Однако существует и другая особенность, сближающая ортегианскую концепцию поколений с классической постановкой вопроса о культуре как историческом процессе движения ценностей. Речь идет об акценте на заданность каждому поколению тех проблем, на которые оно вынуждено реагировать в своем культуротворчестве. Именно так можно было бы сформулировать, в частности, основной методологический тезис гегелевской “Феноменологии духа”, где культура противостоит индивиду как объект усвоения, заключающего в себе диалектическое отрицание прошлого, которое и выступает, по Гегелю, основным принципом развития культуры, а также гарантом ее теоретического постижения. Критически прослеживая историю становления и развития унаследованной культуры, отделяя в ней то, что сегодня жизнеспособно, от того, что к настоящему моменту превратилось уже в “мертвую букву”, представитель последующего поколения применяет те же критерии и методы, выдвигает в качестве основных те принципы анализа, которые выражают современные ему условия исторического существования людей. “Отдельный индивид, – пишет немецкий мыслитель, – есть несовершенный дух, некоторый конкретный образ, во всем наличном бытии которого доминирует одна определенность, а от других имеются только расплывчатые черты. В духе, который стоит выше другого (или, как сказал бы Ортега, в последующих поколениях), более низкое конкретное наличное бытие низведено до незаметного момента; то, что раньше было самой сутью дела. остается только в виде следа”[cclxi].

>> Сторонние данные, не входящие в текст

use serde::Serialize;

///
/// Constant
///
/// Associated constant contribution. `value` is the literal text the
/// emitter writes verbatim.
///

#[derive(Clone, Debug, Serialize)]
pub struct Constant {
    pub name: String,
    pub value: String,
}

impl Constant {
    #[must_use]
    pub fn new(name: impl Into<String>, value: impl Into<String>) -> Self {
        Self {
            name: name.into(),
            value: value.into(),
        }
    }
}

///
/// Member
///
/// Backing field contribution. Members are private storage; access goes
/// through contributed methods.
///

#[derive(Clone, Debug, Serialize)]
pub struct Member {
    pub name: String,
    pub ty: String,
}

impl Member {
    #[must_use]
    pub fn new(name: impl Into<String>, ty: impl Into<String>) -> Self {
        Self {
            name: name.into(),
            ty: ty.into(),
        }
    }
}

///
/// Receiver
///
/// Shape of a contributed method's self parameter. `Handle` methods are
/// associated functions over the shared cell (`this: &Shared<Self>`), the
/// form collection mutation and ingest need to establish back-references.
///

#[derive(Clone, Copy, Debug, Eq, PartialEq, Serialize)]
pub enum Receiver {
    None,
    Ref,
    Mut,
    Handle,
}

///
/// Param
///

#[derive(Clone, Debug, Serialize)]
pub struct Param {
    pub name: String,
    pub ty: String,
}

impl Param {
    #[must_use]
    pub fn new(name: impl Into<String>, ty: impl Into<String>) -> Self {
        Self {
            name: name.into(),
            ty: ty.into(),
        }
    }
}

///
/// Method
///
/// One contributed method: signature plus body lines. The core decides the
/// semantic content; the external emitter owns formatting and imports.
///

#[derive(Clone, Debug, Serialize)]
pub struct Method {
    pub name: String,
    pub receiver: Receiver,
    pub params: Vec<Param>,

    #[serde(skip_serializing_if = "Option::is_none")]
    pub returns: Option<String>,

    pub body: Vec<String>,
}

impl Method {
    #[must_use]
    pub fn new(name: impl Into<String>, receiver: Receiver) -> Self {
        Self {
            name: name.into(),
            receiver,
            params: Vec::new(),
            returns: None,
            body: Vec::new(),
        }
    }

    #[must_use]
    pub fn with_param(mut self, name: impl Into<String>, ty: impl Into<String>) -> Self {
        self.params.push(Param::new(name, ty));
        self
    }

    #[must_use]
    pub fn returns(mut self, ty: impl Into<String>) -> Self {
        self.returns = Some(ty.into());
        self
    }

    /// Append one body line.
    pub fn line(&mut self, line: impl Into<String>) {
        self.body.push(line.into());
    }
}

///
/// TraitImpl
///
/// A trait implementation contribution; its methods live inside the impl
/// block instead of the inherent one.
///

#[derive(Clone, Debug, Serialize)]
pub struct TraitImpl {
    pub name: String,
    pub methods: Vec<Method>,
}

impl TraitImpl {
    #[must_use]
    pub fn new(name: impl Into<String>) -> Self {
        Self {
            name: name.into(),
            methods: Vec::new(),
        }
    }

    #[must_use]
    pub fn with_method(mut self, method: Method) -> Self {
        self.methods.push(method);
        self
    }
}

///
/// ClassPlan
///
/// The accumulated, ordered contributions for one generated class. Handed
/// to the external source emitter as-is; order here is emission order.
///

#[derive(Clone, Debug, Serialize)]
pub struct ClassPlan {
    pub type_name: String,
    pub derives: Vec<String>,
    pub constants: Vec<Constant>,
    pub members: Vec<Member>,
    pub methods: Vec<Method>,
    pub trait_impls: Vec<TraitImpl>,
}

impl ClassPlan {
    #[must_use]
    pub fn new(type_name: impl Into<String>) -> Self {
        Self {
            type_name: type_name.into(),
            derives: Vec::new(),
            constants: Vec::new(),
            members: Vec::new(),
            methods: Vec::new(),
            trait_impls: Vec::new(),
        }
    }

    pub fn add_derive(&mut self, derive: impl Into<String>) {
        let derive = derive.into();
        if !self.derives.contains(&derive) {
            self.derives.push(derive);
        }
    }

    pub fn add_constant(&mut self, constant: Constant) {
        self.constants.push(constant);
    }

    pub fn add_member(&mut self, member: Member) {
        self.members.push(member);
    }

    pub fn add_method(&mut self, method: Method) {
        self.methods.push(method);
    }

    pub fn add_trait_impl(&mut self, trait_impl: TraitImpl) {
        self.trait_impls.push(trait_impl);
    }

    // lookups, mainly for drivers and tests

    #[must_use]
    pub fn member(&self, name: &str) -> Option<&Member> {
        self.members.iter().find(|m| m.name == name)
    }

    #[must_use]
    pub fn method(&self, name: &str) -> Option<&Method> {
        self.methods.iter().find(|m| m.name == name)
    }

    #[must_use]
    pub fn trait_impl(&self, name: &str) -> Option<&TraitImpl> {
        self.trait_impls.iter().find(|t| t.name == name)
    }

    #[must_use]
    pub fn method_count(&self, name: &str) -> usize {
        self.methods.iter().filter(|m| m.name == name).count()
    }
}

На первый взгляд, создается ощущение, что оба философа утверждают одно и то же. Но, продолжив далее внимательно читать Гегеля, мы в конце концов обнаруживаем его принципиальную противоположность концепции великого испанца: “Это прошлое наличное бытие – уже приобретенное достояние того всеобщего духа, который составляет субстанцию индивида и, таким образом являясь ему внешне, – его неорганическую природу”[cclxii]. Для Ортеги “внешнее” – значит “чуждое”, “неорганическое” – значит “механическое”, а посему не является истинной “природой” человека. С его точки зрения, то, что усвоено в культуре прошлого, присутствует во мне не как мое собственное, уникальное, неповторимое, а как нечто всеобщее, а следовательно, навязанное – независимо от того, хочу ли я это принять, соглашаюсь я с этим или нет. Вот эта неподлинность, заданность не моего решения в культуре вчера постепенно накапливается и создает ситуацию, как выражается Ортега, “избыточной”, “перенасыщенной” и т.п. культуры, в которой человек уже не может свободно ориентироваться, не может аутентично распоряжаться приобретенным им богатством. Он как бы утерял ключ от сундука, где хранится это сокровище. И этот сундук только создает проблему для свободного перемещения в ограниченном временном “пространстве” современной эпохи.

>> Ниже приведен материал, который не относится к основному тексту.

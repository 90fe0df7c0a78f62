use crate::{err, error::ErrorTree, node::ValidateNode, validate::naming::validate_ident};
use serde::Serialize;

///
/// Collection
///
/// One-to-many inverse of exactly one Reference declared on the foreign
/// entity. The inverse must exist; the global validation pass treats a
/// missing one as fatal.
///

#[derive(Clone, Debug, Serialize)]
pub struct Collection {
    pub name: String,
    pub foreign_entity: String,
    pub foreign_reference: String,
}

impl Collection {
    #[must_use]
    pub fn new(
        name: impl Into<String>,
        foreign_entity: impl Into<String>,
        foreign_reference: impl Into<String>,
    ) -> Self {
        Self {
            name: name.into(),
            foreign_entity: foreign_entity.into(),
            foreign_reference: foreign_reference.into(),
        }
    }
}

impl ValidateNode for Collection {
    fn validate(&self) -> Result<(), ErrorTree> {
        let mut errs = ErrorTree::new();

        if let Err(e) = validate_ident(&self.name) {
            err!(errs, "collection name: {e}");
        }
        if self.foreign_entity.is_empty() {
            err!(errs, "collection '{0}' names no foreign entity", self.name);
        }
        if self.foreign_reference.is_empty() {
            err!(
                errs,
                "collection '{0}' names no inverse reference",
                self.name
            );
        }

        errs.result()
    }
}

///
/// DynamicCollection
///
/// Polymorphic one-to-many. Members are constructed through the foreign
/// entity's factory at ingest time and carry no inverse reference, so only
/// foreign-entity existence is enforced.
///

#[derive(Clone, Debug, Serialize)]
pub struct DynamicCollection {
    pub name: String,
    pub foreign_entity: String,
}

impl DynamicCollection {
    #[must_use]
    pub fn new(name: impl Into<String>, foreign_entity: impl Into<String>) -> Self {
        Self {
            name: name.into(),
            foreign_entity: foreign_entity.into(),
        }
    }
}

impl ValidateNode for DynamicCollection {
    fn validate(&self) -> Result<(), ErrorTree> {
        let mut errs = ErrorTree::new();

        if let Err(e) = validate_ident(&self.name) {
            err!(errs, "dynamic collection name: {e}");
        }
        if self.foreign_entity.is_empty() {
            err!(
                errs,
                "dynamic collection '{0}' names no foreign entity",
                self.name
            );
        }

        errs.result()
    }
}
//! Schema validation orchestration and shared helpers.

pub(crate) mod naming;
pub(crate) mod relation;

use crate::{
    error::ErrorTree,
    node::{Schema, ValidateNode},
};

/// Run full schema validation in a staged, deterministic order.
pub(crate) fn validate_schema(schema: &Schema) -> Result<(), ErrorTree> {
    // Phase 1: validate each node (structural + local invariants).
    let mut errors = validate_nodes(schema);

    // Phase 2: enforce schema-wide invariants.
    validate_global(schema, &mut errors);

    errors.result()
}

// Validate every node, attaching findings under entity/member routes.
fn validate_nodes(schema: &Schema) -> ErrorTree {
    let mut errors = ErrorTree::new();

    for entity in schema.entities() {
        let mut entity_errors = ErrorTree::new();
        if let Err(e) = entity.validate() {
            entity_errors.merge(e);
        }

        for attribute in &entity.attributes {
            merge_member(&mut entity_errors, &attribute.name, attribute.validate());
        }
        for reference in &entity.references {
            merge_member(&mut entity_errors, &reference.name, reference.validate());
        }
        for collection in &entity.collections {
            merge_member(&mut entity_errors, &collection.name, collection.validate());
        }
        for dynamic in &entity.dynamic_collections {
            merge_member(&mut entity_errors, &dynamic.name, dynamic.validate());
        }

        errors.merge_at(entity.name.clone(), entity_errors);
    }

    errors
}

fn merge_member(errors: &mut ErrorTree, route: &str, result: Result<(), ErrorTree>) {
    if let Err(e) = result {
        errors.merge_at(route.to_string(), e);
    }
}

// Run global validation passes that require a full schema view.
fn validate_global(schema: &Schema, errors: &mut ErrorTree) {
    relation::validate_references(schema, errors);
    relation::validate_collections(schema, errors);
}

Противоположность гегелевской и ортегианской позиции заключается здесь в самом отношении к проблеме: если для Гегеля это нормальная ситуация бытия культуры, то для Ортеги – трагедия ее кризиса. И нам трудно отделаться от впечатления, что правота в этом противостоянии – на стороне нашего современника, потому что мы ощущаем тяжесть и небезопасность переживаемого нами сегодня кризиса культуры на своей собственной индивидуальной судьбе. Наша эпоха – это время “разбрасывать камни”, тогда как Гегель жил в период великого культурного созидания, главной задачей которого было “собирать камни”. Так что объективно обоснованный исторический оптимизм окрашивал все его мировоззрение, вдохновляя всю его огромную методологического работу. Мы же сегодня стоим на краю пропасти, и такое состояние не может быть прочным. На этом заостряет свое и наше внимание Хосе Ортега и Гассет, переживший две мировые войны, ставший историческим свидетелем пролетарской революции и фашистского геноцида в Европе, атомных взрывов в Хиросиме и Нагасаки. Его противостояние Гегелю – это разочарование в прогрессе, открытие ущербности идеализма и просветительского легковерия[cclxiii].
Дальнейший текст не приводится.